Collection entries
********

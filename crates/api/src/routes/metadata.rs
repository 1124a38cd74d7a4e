//! Route definitions for title metadata lookup.
//!
//! Mounted at `/metadata` within the `/api/v1` tree.
//!
//! ```text
//! GET /search -> search_metadata
//! ```

use axum::routing::get;
use axum::Router;

use crate::handlers::metadata;
use crate::state::AppState;

/// Build the `/metadata` router.
pub fn router() -> Router<AppState> {
    Router::new().route("/search", get(metadata::search_metadata))
}
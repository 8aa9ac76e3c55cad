//! Preference store errors.

use std::path::PathBuf;

use thiserror::Error;

/// Errors from a preference store backend or from decoding stored values.
#[derive(Debug, Error)]
pub enum StoreError {
    /// Reading or writing the backing file failed.
    #[error("I/O error on {path}: {source}")]
    Io {
        path: PathBuf,
        source: std::io::Error,
    },

    /// The backing file exists but is not valid INI.
    #[error("failed to parse {path}: {message}")]
    Parse { path: PathBuf, message: String },

    /// A stored value could not be decoded.
    #[error("corrupt value for '{key}': {value:?}")]
    Corrupt { key: &'static str, value: String },

    /// The backend refused the operation.
    #[error("store unavailable: {0}")]
    Unavailable(String),
}

/// Result type for store operations.
pub type StoreResult<T> = Result<T, StoreError>;

#[cfg(test)]
mod tests {
    use super::*;

    #[test]
    fn test_corrupt_display() {
        let err = StoreError::Corrupt {
            key: "current_tier",
            value: "SUPER".to_string(),
        };
        let msg = err.to_string();
        assert!(msg.contains("current_tier"));
        assert!(msg.contains("SUPER"));
    }
}
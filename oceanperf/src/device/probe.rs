//! One-shot device capability probe.

use std::sync::Arc;

use tracing::{debug, warn};

use super::host::{HostInfoSource, ProbeError};
use super::specs::{quantize_memory_gb, CpuFamily, DeviceSpecs};

/// Memory assumed when the memory sub-probe fails (GB).
pub const DEFAULT_MEMORY_GB: u32 = 2;

/// Core count assumed when the core sub-probe fails.
pub const DEFAULT_CORES: usize = 4;

/// API level assumed when the OS sub-probe fails.
pub const DEFAULT_API_LEVEL: u32 = 26;

/// Resolution assumed when the display sub-probe fails.
pub const DEFAULT_RESOLUTION: (u32, u32) = (1920, 1080);

/// CPU family assumed when the ISA sub-probe fails.
pub const DEFAULT_CPU_FAMILY: CpuFamily = CpuFamily::Other;

/// Inspects host hardware and classifies it into a tier.
///
/// `detect` never fails: each sub-probe that errors is replaced with its
/// conservative default and the rest of the probe carries on.
#[derive(Clone)]
pub struct DeviceCapabilityProbe {
    host: Arc<dyn HostInfoSource>,
}

impl std::fmt::Debug for DeviceCapabilityProbe {
    fn fmt(&self, f: &mut std::fmt::Formatter<'_>) -> std::fmt::Result {
        f.debug_struct("DeviceCapabilityProbe").finish_non_exhaustive()
    }
}

impl DeviceCapabilityProbe {
    /// Create a probe reading from the given host source.
    pub fn new(host: Arc<dyn HostInfoSource>) -> Self {
        Self { host }
    }

    /// Probe the host and compute specs, score and tier.
    pub fn detect(&self) -> DeviceSpecs {
        let memory_gb = or_default(
            "memory",
            self.host.total_memory_bytes().map(quantize_memory_gb),
            DEFAULT_MEMORY_GB,
        );
        let cores = or_default(
            "cores",
            self.host.logical_cores().and_then(|c| {
                if c == 0 {
                    Err(ProbeError::Malformed {
                        field: "cores",
                        value: "0".to_string(),
                    })
                } else {
                    Ok(c)
                }
            }),
            DEFAULT_CORES,
        );
        let api_level = or_default("api level", self.host.os_api_level(), DEFAULT_API_LEVEL);
        let (width, height) = or_default(
            "resolution",
            self.host.display_resolution(),
            DEFAULT_RESOLUTION,
        );
        let family = or_default("cpu family", self.host.cpu_family(), DEFAULT_CPU_FAMILY);

        let specs = DeviceSpecs::from_parts(
            memory_gb,
            cores,
            api_level,
            u64::from(width) * u64::from(height),
            family,
        );

        debug!(
            memory_gb = specs.memory_gb,
            cores = specs.cpu_cores,
            api_level = specs.os_api_level,
            pixels = specs.screen_pixels,
            cpu = %specs.cpu_family,
            score = specs.score,
            tier = %specs.tier,
            "Device capability probe complete"
        );

        specs
    }
}

fn or_default<T: std::fmt::Debug>(field: &'static str, result: Result<T, ProbeError>, default: T) -> T {
    match result {
        Ok(value) => value,
        Err(e) => {
            warn!(field, error = %e, fallback = ?default, "Device sub-probe failed, using default");
            default
        }
    }
}
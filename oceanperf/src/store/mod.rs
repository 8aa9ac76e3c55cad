//! Persistent key-value storage for controller state.
//!
//! The controller only sees [`PreferenceStore`]; backends decide where the
//! bytes live. [`StateStore`] adds typed access on top.

mod error;
mod ini_file;
mod memory;
mod state;

pub use error::{StoreError, StoreResult};
pub use ini_file::{default_state_path, IniPreferenceStore, STATE_FILE_NAME, STATE_SECTION};
pub use memory::MemoryPreferenceStore;
pub use state::{PersistedState, StateStore};

/// Persisted key names.
pub mod keys {
    pub const CURRENT_TIER: &str = "current_tier";
    pub const USER_OVERRIDE_TIER: &str = "user_override_tier";
    pub const LAST_DETECTION_TIME: &str = "last_detection_time";
    pub const TOTAL_RUNTIME_SECONDS: &str = "total_runtime_seconds";
    pub const AVERAGE_FPS: &str = "average_fps";
    pub const PERFORMANCE_HISTORY: &str = "performance_history";
    pub const AUTO_ADJUST_ENABLED: &str = "auto_adjust_enabled";

    pub const ALL: [&str; 7] = [
        CURRENT_TIER,
        USER_OVERRIDE_TIER,
        LAST_DETECTION_TIME,
        TOTAL_RUNTIME_SECONDS,
        AVERAGE_FPS,
        PERFORMANCE_HISTORY,
        AUTO_ADJUST_ENABLED,
    ];
}

/// String key-value store.
///
/// Implementations must be safe to call from the monitor task and from
/// user-facing calls at the same time.
pub trait PreferenceStore: Send + Sync {
    fn get(&self, key: &str) -> StoreResult<Option<String>>;

    fn set(&self, key: &str, value: &str) -> StoreResult<()>;

    fn remove(&self, key: &str) -> StoreResult<()>;

    /// Write several keys. Backends that flush per write should override this.
    fn set_many(&self, entries: &[(&str, String)]) -> StoreResult<()> {
        for (key, value) in entries {
            self.set(key, value)?;
        }
        Ok(())
    }
}
//! Builder for [`AdaptivePerformanceController`].
//!
//! ```ignore
//! let controller = AdaptivePerformanceController::builder()
//!     .with_settings(config.performance.clone())
//!     .with_store(Arc::new(IniPreferenceStore::open(path)?))
//!     .with_host(Arc::new(SystemHostInfo::new().with_display(1080, 2400)))
//!     .build();
//! ```
//!
//! Every input has a default: settings from the constants, an in-memory
//! store, the real host and the ambient tokio runtime (if any).

use std::sync::Arc;

use tokio::runtime::Handle;

use super::adaptive::AdaptivePerformanceController;
use crate::config::PerformanceSettings;
use crate::device::{DeviceCapabilityProbe, HostInfoSource, SystemHostInfo};
use crate::store::{MemoryPreferenceStore, PreferenceStore, StateStore};

#[derive(Debug, Clone, Default)]
enum RuntimeChoice {
    /// Use the runtime the builder is called from, if any.
    #[default]
    Ambient,
    Explicit(Handle),
    /// Never spawn the monitoring task.
    Disabled,
}

/// Collects controller dependencies.
#[derive(Default)]
pub struct AdaptivePerformanceControllerBuilder {
    settings: Option<PerformanceSettings>,
    store: Option<Arc<dyn PreferenceStore>>,
    host: Option<Arc<dyn HostInfoSource>>,
    runtime: RuntimeChoice,
}

impl AdaptivePerformanceControllerBuilder {
    pub fn new() -> Self {
        Self::default()
    }

    pub fn with_settings(mut self, settings: PerformanceSettings) -> Self {
        self.settings = Some(settings);
        self
    }

    pub fn with_store(mut self, store: Arc<dyn PreferenceStore>) -> Self {
        self.store = Some(store);
        self
    }

    pub fn with_host(mut self, host: Arc<dyn HostInfoSource>) -> Self {
        self.host = Some(host);
        self
    }

    /// Spawn the monitoring task on this runtime.
    pub fn with_runtime(mut self, handle: Handle) -> Self {
        self.runtime = RuntimeChoice::Explicit(handle);
        self
    }

    /// Build a controller that never monitors in the background. Ticks can
    /// still be driven with `evaluate_now`.
    pub fn without_runtime(mut self) -> Self {
        self.runtime = RuntimeChoice::Disabled;
        self
    }

    /// Build the controller. Never fails.
    pub fn build(self) -> AdaptivePerformanceController {
        let settings = self.settings.unwrap_or_default();
        let store = self
            .store
            .unwrap_or_else(|| Arc::new(MemoryPreferenceStore::new()));
        let host = self
            .host
            .unwrap_or_else(|| Arc::new(SystemHostInfo::new()));
        let runtime = match self.runtime {
            RuntimeChoice::Ambient => Handle::try_current().ok(),
            RuntimeChoice::Explicit(handle) => Some(handle),
            RuntimeChoice::Disabled => None,
        };

        AdaptivePerformanceController::from_parts(
            settings,
            StateStore::new(store),
            DeviceCapabilityProbe::new(host),
            runtime,
        )
    }
}

impl std::fmt::Debug for AdaptivePerformanceControllerBuilder {
    fn fmt(&self, f: &mut std::fmt::Formatter<'_>) -> std::fmt::Result {
        f.debug_struct("AdaptivePerformanceControllerBuilder")
            .field("settings", &self.settings)
            .field("has_store", &self.store.is_some())
            .field("has_host", &self.host.is_some())
            .field("runtime", &self.runtime)
            .finish()
    }
}
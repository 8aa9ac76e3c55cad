//! Configuration file handling.
//!
//! Settings live in `~/.oceanperf/config.ini`:
//!
//! ```ini
//! [controller]
//! evaluation_interval_secs = 3
//! redetect_after_hours = 24
//! auto_adjust_default = true
//!
//! [sampler]
//! capacity = 200
//! evaluation_window = 10
//!
//! [crisis]
//! cooldown_secs = 10
//! hysteresis_window_secs = 15
//!
//! [logging]
//! directory = ~/.oceanperf/logs
//! level = info
//! ```
//!
//! A missing file or key uses the default. A present but malformed value is
//! an error rather than a silent fallback.

use std::path::{Path, PathBuf};
use std::str::FromStr;
use std::time::Duration;

use ini::Ini;
use thiserror::Error;

use crate::controller::constants::{
    DEFAULT_CRISIS_COOLDOWN, DEFAULT_EVALUATION_INTERVAL, DEFAULT_EVALUATION_WINDOW,
    DEFAULT_HYSTERESIS_WINDOW, DEFAULT_REDETECT_AFTER,
};
use crate::sampler::DEFAULT_SAMPLE_CAPACITY;

/// Name of the data directory under the user's home.
pub const DATA_DIR_NAME: &str = ".oceanperf";

/// Name of the configuration file inside the data directory.
pub const CONFIG_FILE_NAME: &str = "config.ini";

/// Default log level filter.
pub const DEFAULT_LOG_LEVEL: &str = "info";

/// Errors from loading or saving the configuration file.
#[derive(Debug, Error)]
pub enum ConfigError {
    #[error("failed to read config file {path}: {source}")]
    Read {
        path: PathBuf,
        source: std::io::Error,
    },

    #[error("failed to parse config file {path}: {message}")]
    Parse { path: PathBuf, message: String },

    #[error("invalid value for {section}.{key}: {value:?} ({reason})")]
    InvalidValue {
        section: &'static str,
        key: &'static str,
        value: String,
        reason: &'static str,
    },

    #[error("failed to write config file {path}: {source}")]
    Write {
        path: PathBuf,
        source: std::io::Error,
    },

    #[error("could not determine home directory")]
    NoHomeDirectory,
}

/// `~/.oceanperf`, or `None` when no home directory is known.
pub fn data_dir() -> Option<PathBuf> {
    dirs::home_dir().map(|home| home.join(DATA_DIR_NAME))
}

/// `~/.oceanperf/config.ini`.
pub fn config_file_path() -> Result<PathBuf, ConfigError> {
    data_dir()
        .map(|dir| dir.join(CONFIG_FILE_NAME))
        .ok_or(ConfigError::NoHomeDirectory)
}

/// Expand a leading `~` to the home directory.
pub fn expand_tilde(path: &str) -> PathBuf {
    if let Some(rest) = path.strip_prefix("~/") {
        if let Some(home) = dirs::home_dir() {
            return home.join(rest);
        }
    } else if path == "~" {
        if let Some(home) = dirs::home_dir() {
            return home;
        }
    }
    PathBuf::from(path)
}

/// Tuning for the adaptive performance controller.
#[derive(Debug, Clone, PartialEq)]
pub struct PerformanceSettings {
    /// Time between monitoring ticks.
    pub evaluation_interval: Duration,

    /// Age after which the stored detection is repeated.
    pub redetect_after: Duration,

    /// Auto-adjust state when nothing is persisted yet.
    pub auto_adjust_default: bool,

    /// Frame sample ring buffer capacity.
    pub sample_capacity: usize,

    /// Samples averaged per tick.
    pub evaluation_window: usize,

    /// Minimum time between crisis downgrades.
    pub crisis_cooldown: Duration,

    /// How long reversal thresholds stay shifted after a change.
    pub hysteresis_window: Duration,
}

impl Default for PerformanceSettings {
    fn default() -> Self {
        Self {
            evaluation_interval: DEFAULT_EVALUATION_INTERVAL,
            redetect_after: DEFAULT_REDETECT_AFTER,
            auto_adjust_default: true,
            sample_capacity: DEFAULT_SAMPLE_CAPACITY,
            evaluation_window: DEFAULT_EVALUATION_WINDOW,
            crisis_cooldown: DEFAULT_CRISIS_COOLDOWN,
            hysteresis_window: DEFAULT_HYSTERESIS_WINDOW,
        }
    }
}

/// Where and how verbosely to log.
#[derive(Debug, Clone, PartialEq)]
pub struct LoggingSettings {
    /// Directory for rolling log files.
    pub directory: PathBuf,

    /// `EnvFilter` directive used when `RUST_LOG` is unset.
    pub level: String,
}

impl Default for LoggingSettings {
    fn default() -> Self {
        Self {
            directory: data_dir()
                .map(|dir| dir.join("logs"))
                .unwrap_or_else(|| PathBuf::from("logs")),
            level: DEFAULT_LOG_LEVEL.to_string(),
        }
    }
}

/// Parsed configuration file.
#[derive(Debug, Clone, Default, PartialEq)]
pub struct ConfigFile {
    pub performance: PerformanceSettings,
    pub logging: LoggingSettings,
}

impl ConfigFile {
    /// Load from the default location. A missing file yields defaults.
    pub fn load() -> Result<Self, ConfigError> {
        Self::load_from(&config_file_path()?)
    }

    /// Load from `path`. A missing file yields defaults.
    pub fn load_from(path: &Path) -> Result<Self, ConfigError> {
        if !path.exists() {
            return Ok(Self::default());
        }

        let ini = Ini::load_from_file(path).map_err(|e| match e {
            ini::Error::Io(source) => ConfigError::Read {
                path: path.to_path_buf(),
                source,
            },
            ini::Error::Parse(parse) => ConfigError::Parse {
                path: path.to_path_buf(),
                message: parse.to_string(),
            },
        })?;

        Self::from_ini(&ini)
    }

    /// Build from an already parsed document.
    pub fn from_ini(ini: &Ini) -> Result<Self, ConfigError> {
        let mut config = Self::default();
        let perf = &mut config.performance;

        if let Some(secs) = parse_positive::<u64>(ini, "controller", "evaluation_interval_secs")? {
            perf.evaluation_interval = Duration::from_secs(secs);
        }
        if let Some(hours) = parse_positive::<u64>(ini, "controller", "redetect_after_hours")? {
            let secs = hours.checked_mul(60 * 60).ok_or(ConfigError::InvalidValue {
                section: "controller",
                key: "redetect_after_hours",
                value: hours.to_string(),
                reason: "too large",
            })?;
            perf.redetect_after = Duration::from_secs(secs);
        }
        if let Some(enabled) = parse_value::<bool>(ini, "controller", "auto_adjust_default")? {
            perf.auto_adjust_default = enabled;
        }

        if let Some(capacity) = parse_positive::<usize>(ini, "sampler", "capacity")? {
            perf.sample_capacity = capacity;
        }
        if let Some(window) = parse_positive::<usize>(ini, "sampler", "evaluation_window")? {
            perf.evaluation_window = window;
        }

        if let Some(secs) = parse_value::<u64>(ini, "crisis", "cooldown_secs")? {
            perf.crisis_cooldown = Duration::from_secs(secs);
        }
        if let Some(secs) = parse_value::<u64>(ini, "crisis", "hysteresis_window_secs")? {
            perf.hysteresis_window = Duration::from_secs(secs);
        }

        if let Some(dir) = raw_value(ini, "logging", "directory") {
            config.logging.directory = expand_tilde(dir);
        }
        if let Some(level) = raw_value(ini, "logging", "level") {
            config.logging.level = level.to_string();
        }

        if perf.evaluation_window > perf.sample_capacity {
            return Err(ConfigError::InvalidValue {
                section: "sampler",
                key: "evaluation_window",
                value: perf.evaluation_window.to_string(),
                reason: "must not exceed sampler.capacity",
            });
        }

        Ok(config)
    }

    /// Render as an INI document.
    pub fn to_ini(&self) -> Ini {
        let perf = &self.performance;
        let mut ini = Ini::new();
        ini.with_section(Some("controller"))
            .set(
                "evaluation_interval_secs",
                perf.evaluation_interval.as_secs().to_string(),
            )
            .set(
                "redetect_after_hours",
                (perf.redetect_after.as_secs() / 3600).to_string(),
            )
            .set("auto_adjust_default", perf.auto_adjust_default.to_string());
        ini.with_section(Some("sampler"))
            .set("capacity", perf.sample_capacity.to_string())
            .set("evaluation_window", perf.evaluation_window.to_string());
        ini.with_section(Some("crisis"))
            .set("cooldown_secs", perf.crisis_cooldown.as_secs().to_string())
            .set(
                "hysteresis_window_secs",
                perf.hysteresis_window.as_secs().to_string(),
            );
        ini.with_section(Some("logging"))
            .set("directory", self.logging.directory.display().to_string())
            .set("level", self.logging.level.clone());
        ini
    }

    /// Save to the default location.
    pub fn save(&self) -> Result<(), ConfigError> {
        self.save_to(&config_file_path()?)
    }

    /// Save to `path`, creating parent directories.
    pub fn save_to(&self, path: &Path) -> Result<(), ConfigError> {
        if let Some(parent) = path.parent() {
            std::fs::create_dir_all(parent).map_err(|source| ConfigError::Write {
                path: parent.to_path_buf(),
                source,
            })?;
        }
        self.to_ini()
            .write_to_file(path)
            .map_err(|source| ConfigError::Write {
                path: path.to_path_buf(),
                source,
            })
    }
}

fn raw_value<'a>(ini: &'a Ini, section: &str, key: &str) -> Option<&'a str> {
    ini.get_from(Some(section), key)
        .map(str::trim)
        .filter(|v| !v.is_empty())
}

fn parse_value<T: FromStr>(
    ini: &Ini,
    section: &'static str,
    key: &'static str,
) -> Result<Option<T>, ConfigError> {
    match raw_value(ini, section, key) {
        Some(raw) => raw.parse().map(Some).map_err(|_| ConfigError::InvalidValue {
            section,
            key,
            value: raw.to_string(),
            reason: "not a valid value",
        }),
        None => Ok(None),
    }
}

fn parse_positive<T: FromStr + PartialEq + Default>(
    ini: &Ini,
    section: &'static str,
    key: &'static str,
) -> Result<Option<T>, ConfigError> {
    let value = parse_value::<T>(ini, section, key)?;
    if value.as_ref() == Some(&T::default()) {
        return Err(ConfigError::InvalidValue {
            section,
            key,
            value: "0".to_string(),
            reason: "must be greater than zero",
        });
    }
    Ok(value)
}

#[cfg(test)]
mod tests {
    use super::*;
    use std::io::Write;
    use tempfile::{NamedTempFile, TempDir};

    fn write_config(content: &str) -> NamedTempFile {
        let mut file = NamedTempFile::new().unwrap();
        file.write_all(content.as_bytes()).unwrap();
        file
    }

    #[test]
    fn test_missing_file_gives_defaults() {
        let temp = TempDir::new().unwrap();
        let config = ConfigFile::load_from(&temp.path().join("absent.ini")).unwrap();
        assert_eq!(config, ConfigFile::default());
        assert_eq!(config.performance.evaluation_interval, Duration::from_secs(3));
        assert_eq!(config.performance.sample_capacity, 200);
    }

    #[test]
    fn test_partial_file_overrides_only_given_keys() {
        let file = write_config(
            "[controller]\nevaluation_interval_secs = 5\n\n[crisis]\ncooldown_secs = 20\n",
        );
        let config = ConfigFile::load_from(file.path()).unwrap();
        let perf = &config.performance;
        assert_eq!(perf.evaluation_interval, Duration::from_secs(5));
        assert_eq!(perf.crisis_cooldown, Duration::from_secs(20));
        assert_eq!(perf.redetect_after, DEFAULT_REDETECT_AFTER);
        assert_eq!(perf.evaluation_window, DEFAULT_EVALUATION_WINDOW);
        assert!(perf.auto_adjust_default);
    }

    #[test]
    fn test_malformed_value_is_error() {
        let file = write_config("[sampler]\ncapacity = lots\n");
        let err = ConfigFile::load_from(file.path()).unwrap_err();
        assert!(matches!(
            err,
            ConfigError::InvalidValue {
                section: "sampler",
                key: "capacity",
                ..
            }
        ));
    }

    #[test]
    fn test_zero_interval_rejected() {
        let file = write_config("[controller]\nevaluation_interval_secs = 0\n");
        assert!(ConfigFile::load_from(file.path()).is_err());
    }

    #[test]
    fn test_huge_redetect_hours_rejected() {
        let file = write_config(&format!(
            "[controller]\nredetect_after_hours = {}\n",
            u64::MAX
        ));
        let err = ConfigFile::load_from(file.path()).unwrap_err();
        assert!(matches!(
            err,
            ConfigError::InvalidValue {
                key: "redetect_after_hours",
                ..
            }
        ));
    }

    #[test]
    fn test_window_larger_than_capacity_rejected() {
        let file = write_config("[sampler]\ncapacity = 5\nevaluation_window = 10\n");
        assert!(ConfigFile::load_from(file.path()).is_err());
    }

    #[test]
    fn test_logging_section() {
        let file = write_config("[logging]\ndirectory = /var/log/oceanperf\nlevel = debug\n");
        let config = ConfigFile::load_from(file.path()).unwrap();
        assert_eq!(config.logging.directory, PathBuf::from("/var/log/oceanperf"));
        assert_eq!(config.logging.level, "debug");
    }

    #[test]
    fn test_save_then_load() {
        let temp = TempDir::new().unwrap();
        let path = temp.path().join("sub").join("config.ini");

        let mut config = ConfigFile::default();
        config.performance.auto_adjust_default = false;
        config.performance.hysteresis_window = Duration::from_secs(30);
        config.logging.directory = temp.path().join("logs");
        config.save_to(&path).unwrap();

        let loaded = ConfigFile::load_from(&path).unwrap();
        assert_eq!(loaded, config);
    }

    #[test]
    fn test_expand_tilde_leaves_absolute_paths() {
        assert_eq!(expand_tilde("/tmp/x"), PathBuf::from("/tmp/x"));
        if let Some(home) = dirs::home_dir() {
            assert_eq!(expand_tilde("~/logs"), home.join("logs"));
        }
    }
}
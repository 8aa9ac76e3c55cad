//! Persisted controller state commands.

use std::path::Path;
use std::sync::Arc;

use clap::Subcommand;
use oceanperf::store::{IniPreferenceStore, PersistedState, StateStore, StoreError};
use tracing::warn;

use crate::error::CliError;
use crate::runner::CliRunner;

/// State subcommands.
#[derive(Debug, Subcommand)]
pub enum StateAction {
    /// Show the persisted controller state
    Show {
        /// Print as JSON
        #[arg(long)]
        json: bool,
    },
    /// Show the state file path
    Path,
    /// Delete every persisted value so the next start redetects
    Reset,
}

/// Run a state subcommand.
pub fn run(runner: &CliRunner, action: StateAction) -> Result<(), CliError> {
    match action {
        StateAction::Show { json } => {
            let snapshot = runner.open_state()?.snapshot();
            if json {
                println!("{}", serde_json::to_string_pretty(&snapshot)?);
            } else {
                print_snapshot(&snapshot);
            }
            Ok(())
        }
        StateAction::Path => {
            println!("{}", runner.state_path()?.display());
            Ok(())
        }
        StateAction::Reset => {
            reset_state_file(&runner.state_path()?)?;
            println!("Persisted performance state cleared.");
            Ok(())
        }
    }
}

/// Clear every persisted key; a state file that no longer parses is removed.
fn reset_state_file(path: &Path) -> Result<(), CliError> {
    match IniPreferenceStore::open(path) {
        Ok(store) => Ok(StateStore::new(Arc::new(store)).reset()?),
        Err(StoreError::Parse { message, .. }) => {
            warn!(path = %path.display(), error = %message, "Removing unparsable state file");
            std::fs::remove_file(path).map_err(|source| {
                CliError::Store(StoreError::Io {
                    path: path.to_path_buf(),
                    source,
                })
            })
        }
        Err(e) => Err(e.into()),
    }
}

fn print_snapshot(state: &PersistedState) {
    let rows = [
        ("current_tier", &state.current_tier),
        ("user_override_tier", &state.user_override_tier),
        ("last_detection_time", &state.last_detection_time),
        ("total_runtime_seconds", &state.total_runtime_seconds),
        ("average_fps", &state.average_fps),
        ("auto_adjust_enabled", &state.auto_adjust_enabled),
        ("performance_history", &state.performance_history),
    ];

    println!("[performance]");
    for (key, value) in rows {
        match value {
            Some(value) => println!("  {} = {}", key, value),
            None => println!("  {} = (not set)", key),
        }
    }
}

#[cfg(test)]
mod tests {
    use super::*;
    use oceanperf::store::{keys, PreferenceStore};
    use tempfile::TempDir;

    #[test]
    fn test_reset_clears_keys() {
        let temp = TempDir::new().unwrap();
        let path = temp.path().join("performance_state.ini");
        let store = IniPreferenceStore::open(&path).unwrap();
        store.set(keys::CURRENT_TIER, "HIGH").unwrap();
        drop(store);

        reset_state_file(&path).unwrap();
        let store = IniPreferenceStore::open(&path).unwrap();
        assert_eq!(store.get(keys::CURRENT_TIER).unwrap(), None);
    }

    #[test]
    fn test_reset_removes_unparsable_file() {
        let temp = TempDir::new().unwrap();
        let path = temp.path().join("performance_state.ini");
        std::fs::write(&path, "[performance\n").unwrap();

        reset_state_file(&path).unwrap();
        assert!(!path.exists());
    }
}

********

__What to produce__:
Show every line from the entries that includes the word "PersistedState".

__Output for this task__:
pub use state::{PersistedState, StateStore};
use oceanperf::store::{IniPreferenceStore, PersistedState, StateStore, StoreError};
fn print_snapshot(state: &PersistedState) {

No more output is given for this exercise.